Teenage drivers ages 16 to 19 are three times more likely to get into fatal accidents than their older counterparts. Within this age group, around 20 percent in the U.S. have been affected by symptoms associated with mental health disorders, including nine percent with a lifetime history of attention deficit hyperactivity disorder. Analyzing data from 60 teens who completed a simulated driving assessment and several questionnaires, Penn nursing researcher Catherine McDonald and colleagues from Penn Medicine, the Center for Injury Research and Prevention at CHOP and Utah State University linked mistakes behind the wheel to self-reported symptoms of ADHD and other mental-health disorders, findings they published in the journal Nursing Research.
“Previous studies have shown increases in crash risk related to an ADHD diagnosis,” says Dr. McDonald, who has secondary appointments in Penn Medicine and at CIRP. “We wanted to see if our data could get at the why of what is happening around driving behaviors.”
The research team began by recruiting 16- and 17-year-olds in Pennsylvania who had had their driver’s licenses no more than 90 days. Participants rated how closely numerous statements aligned with how they felt and thought, and they completed questionnaires about depressive symptoms and their driving behaviors. Parents assessed their child for ADHD symptoms and other mental-health problems.
All participants completed an assessment in the driving simulator at CIRP. The teens were exposed to different crash scenarios—a rear-end collision or a hidden hazard, for instance—that were avoidable if they were driving safely. The researchers analyzed the data on a variety of the participants’ actions, including how they behaved at stimulated stop signs, in which lane they drove, where they looked on the road and how they applied the brake in potentially dangerous circumstances.

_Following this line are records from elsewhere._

// ---------------------------------------------------------------------------
// Style resolution
// ---------------------------------------------------------------------------

/// Resolve the style for an element, inheriting text properties from its parent.
pub fn resolve_style(element: &ElementNode, parent: Option<&ComputedStyle>) -> ComputedStyle {
    let mut style = parent.map(ComputedStyle::inherited).unwrap_or_default();
    apply_tag_defaults(&mut style, &element.tag);

    for class in element.classes() {
        apply_class(&mut style, class);
    }

    if let Some(inline) = element.inline_style() {
        apply_inline_style(&mut style, inline);
    }

    style
}

/// User-agent defaults based on tag semantics.
fn apply_tag_defaults(s: &mut ComputedStyle, tag: &Tag) {
    if let Some(level) = tag.heading_level() {
        // 2em, 1.5em, 1.17em, 1em, .83em, .67em of the inherited size.
        let scale = [2.0, 1.5, 1.17, 1.0, 0.83, 0.67][usize::from(level - 1)];
        s.font_size *= scale;
        s.font_weight = FontWeight::Bold;
        return;
    }
    match tag {
        Tag::Ul | Tag::Ol => {
            s.padding_left = 24.0;
        }
        Tag::Li => {
            s.display = Display::ListItem;
        }
        Tag::Blockquote => {
            s.padding_left = 16.0;
            s.margin_top = 5.0;
            s.margin_bottom = 5.0;
            s.border_color = Color::rgb(0.8, 0.8, 0.8);
        }
        Tag::Pre => {
            s.preformatted = true;
            s.font_family = "Courier".to_string();
            s.padding_top = 5.0;
            s.padding_right = 10.0;
            s.padding_bottom = 5.0;
            s.padding_left = 10.0;
            s.background_color = Color::rgb(0.94, 0.94, 0.94);
        }
        Tag::Table => {
            s.display = Display::Table;
        }
        Tag::Tr => {
            s.display = Display::TableRow;
        }
        Tag::Td | Tag::Th => {
            s.display = Display::TableCell;
            s.padding_top = 2.0;
            s.padding_right = 5.0;
            s.padding_bottom = 2.0;
            s.padding_left = 5.0;
            s.border_width = 1.0;
            s.border_color = Color::rgb(0.0, 0.0, 0.0);
            if *tag == Tag::Th {
                s.font_weight = FontWeight::Bold;
            }
        }
        Tag::Strong | Tag::B => {
            s.display = Display::Inline;
            s.font_weight = FontWeight::Bold;
        }
        Tag::Em | Tag::I => {
            s.display = Display::Inline;
            s.font_style = FontStyle::Italic;
        }
        Tag::U => {
            s.display = Display::Inline;
            s.underline = true;
        }
        Tag::S => {
            s.display = Display::Inline;
            s.strike = true;
        }
        Tag::A => {
            s.display = Display::Inline;
            s.underline = true;
            s.color = Color::rgb(0.02, 0.4, 0.8);
        }
        Tag::Code => {
            s.display = Display::Inline;
            s.font_family = "Courier".to_string();
        }
        Tag::Mark => {
            s.display = Display::Inline;
            s.background_color = Color::rgb(1.0, 1.0, 0.0);
        }
        Tag::Span | Tag::Br => {
            s.display = Display::Inline;
        }
        Tag::Img => {
            s.display = Display::Inline;
        }
        Tag::Head => {
            s.display = Display::None;
        }
        Tag::Other(name) if matches!(name.as_str(), "script" | "style" | "title" | "meta") => {
            s.display = Display::None;
        }
        _ => {}
    }
}

/// Apply an editor or utility class.
fn apply_class(s: &mut ComputedStyle, class: &str) {
    match class {
        "ql-align-center" => s.text_align = TextAlign::Center,
        "ql-align-right" => s.text_align = TextAlign::Right,
        "ql-align-justify" => s.text_align = TextAlign::Justify,
        "ql-size-small" => s.font_size = 12.0,
        "ql-size-large" => s.font_size = 24.0,
        "ql-size-huge" => s.font_size = 40.0,
        "ql-font-serif" | "ql-font-georgia" | "ql-font-times" => {
            s.font_family = "Times".to_string()
        }
        "ql-font-monospace" | "ql-font-courier" => s.font_family = "Courier".to_string(),
        "border" => {
            s.border_width = 1.0;
            s.border_color = Color::BORDER_GRAY;
        }
        EXPORT_MODE_CLASS => s.background_color = Color::WHITE,
        HIGHLIGHT_CLASS => s.background_color = Color::HIGHLIGHT,
        "hidden" => s.display = Display::None,
        _ => {
            if let Some(px) = class.strip_prefix("ql-size-").and_then(|v| parse_length(v, 16.0, 0.0)) {
                s.font_size = px;
            } else if let Some(n) = class.strip_prefix("ql-indent-").and_then(|v| v.parse::<f32>().ok()) {
                s.padding_left += 3.0 * s.font_size * n;
            } else if let Some(font) = class.strip_prefix("ql-font-") {
                s.font_family = font.to_string();
            } else {
                try_parse_spacing_class(s, class);
            }
        }
    }
}

/// Tailwind spacing subset: `p-*`, `px-*`, `py-*`, `m-*`, `mb-*`, `mt-*`,
/// `space-y-*` (one unit = 4px).
fn try_parse_spacing_class(s: &mut ComputedStyle, class: &str) {
    let Some((prefix, value)) = class.rsplit_once('-') else {
        return;
    };
    let Ok(units) = value.parse::<f32>() else {
        return;
    };
    let px = units * 4.0;
    match prefix {
        "p" => {
            s.padding_top = px;
            s.padding_right = px;
            s.padding_bottom = px;
            s.padding_left = px;
        }
        "px" => {
            s.padding_left = px;
            s.padding_right = px;
        }
        "py" => {
            s.padding_top = px;
            s.padding_bottom = px;
        }
        "m" => {
            s.margin_top = px;
            s.margin_right = px;
            s.margin_bottom = px;
            s.margin_left = px;
        }
        "mt" => s.margin_top = px,
        "mb" => s.margin_bottom = px,
        "space-y" => s.gap = px,
        _ => {}
    }
}

fn apply_inline_style(s: &mut ComputedStyle, style_str: &str) {
    for (prop, val) in parse_declarations(style_str) {
        apply_css_property(s, &prop, &val);
    }
}

fn apply_css_property(s: &mut ComputedStyle, prop: &str, val: &str) {
    let len = |v: &str| parse_length(v, 16.0, 0.0);
    match prop {
        "display" => {
            s.display = match val {
                "none" => Display::None,
                "inline" | "inline-block" => Display::Inline,
                "block" => Display::Block,
                _ => s.display,
            }
        }
        "font-size" => {
            if let Some(px) = parse_length(val, s.font_size, s.font_size) {
                s.font_size = px;
            }
        }
        "font-weight" => {
            s.font_weight = match val {
                "bold" | "bolder" | "600" | "700" | "800" | "900" => FontWeight::Bold,
                _ => FontWeight::Normal,
            }
        }
        "font-style" => {
            s.font_style = match val {
                "italic" | "oblique" => FontStyle::Italic,
                _ => FontStyle::Normal,
            }
        }
        "font-family" => {
            if let Some(first) = val.split(',').next() {
                s.font_family = first.trim().trim_matches(|c| c == '\'' || c == '"').to_string();
            }
        }
        "text-decoration" | "text-decoration-line" => {
            s.underline = val.contains("underline");
            s.strike = val.contains("line-through");
        }
        "color" => {
            if let Some(c) = Color::parse(val) {
                s.color = c;
            }
        }
        "background-color" | "background" => {
            if let Some(c) = Color::parse(val) {
                s.background_color = c;
            }
        }
        "text-align" => {
            s.text_align = match val {
                "center" => TextAlign::Center,
                "right" | "end" => TextAlign::Right,
                "justify" => TextAlign::Justify,
                _ => TextAlign::Left,
            }
        }
        "line-height" => {
            if let Ok(v) = val.parse::<f32>() {
                s.line_height = v;
            } else if let Some(px) = parse_length(val, s.font_size, s.font_size) {
                s.line_height = px / s.font_size;
            }
        }
        "width" => s.width = parse_dimension(val),
        "height" => s.height = parse_dimension(val),
        "min-height" => {
            if let Some(px) = len(val) {
                s.min_height = px;
            }
        }
        "margin" => apply_shorthand_spacing(
            val,
            &mut s.margin_top,
            &mut s.margin_right,
            &mut s.margin_bottom,
            &mut s.margin_left,
        ),
        "margin-top" => s.margin_top = len(val).unwrap_or(s.margin_top),
        "margin-right" => s.margin_right = len(val).unwrap_or(s.margin_right),
        "margin-bottom" => s.margin_bottom = len(val).unwrap_or(s.margin_bottom),
        "margin-left" => s.margin_left = len(val).unwrap_or(s.margin_left),
        "padding" => apply_shorthand_spacing(
            val,
            &mut s.padding_top,
            &mut s.padding_right,
            &mut s.padding_bottom,
            &mut s.padding_left,
        ),
        "padding-top" => s.padding_top = len(val).unwrap_or(s.padding_top),
        "padding-right" => s.padding_right = len(val).unwrap_or(s.padding_right),
        "padding-bottom" => s.padding_bottom = len(val).unwrap_or(s.padding_bottom),
        "padding-left" => s.padding_left = len(val).unwrap_or(s.padding_left),
        "border" => {
            if val == "none" || val == "0" {
                s.border_width = 0.0;
            } else {
                for part in val.split_whitespace() {
                    if let Some(px) = len(part) {
                        s.border_width = px;
                    } else if let Some(c) = Color::parse(part) {
                        s.border_color = c;
                    }
                }
            }
        }
        "border-width" => s.border_width = len(val).unwrap_or(s.border_width),
        "border-color" => {
            if let Some(c) = Color::parse(val) {
                s.border_color = c;
            }
        }
        "column-count" | "columns" => {
            s.column_count = val
                .split_whitespace()
                .find_map(|p| p.parse::<u32>().ok())
                .unwrap_or(1)
                .max(1);
        }
        "column-gap" => s.column_gap = len(val).unwrap_or(s.column_gap),
        "white-space" => s.preformatted = val.starts_with("pre"),
        _ => {}
    }
}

The researchers noticed a clear link: The more inattention symptoms a teen reported, the more mistakes that driver made in the simulator.
“Inattention was associated with more errors in the simulator, and self-reported symptoms of hyperactivity and conduct disorder were related to more self-reported risky driving behaviors,” Dr. McDonald says. “This presents an opportunity to help intervene with patients and their families, to talk about the child’s whole health and mental well-being and how it might relate to driving behaviors.”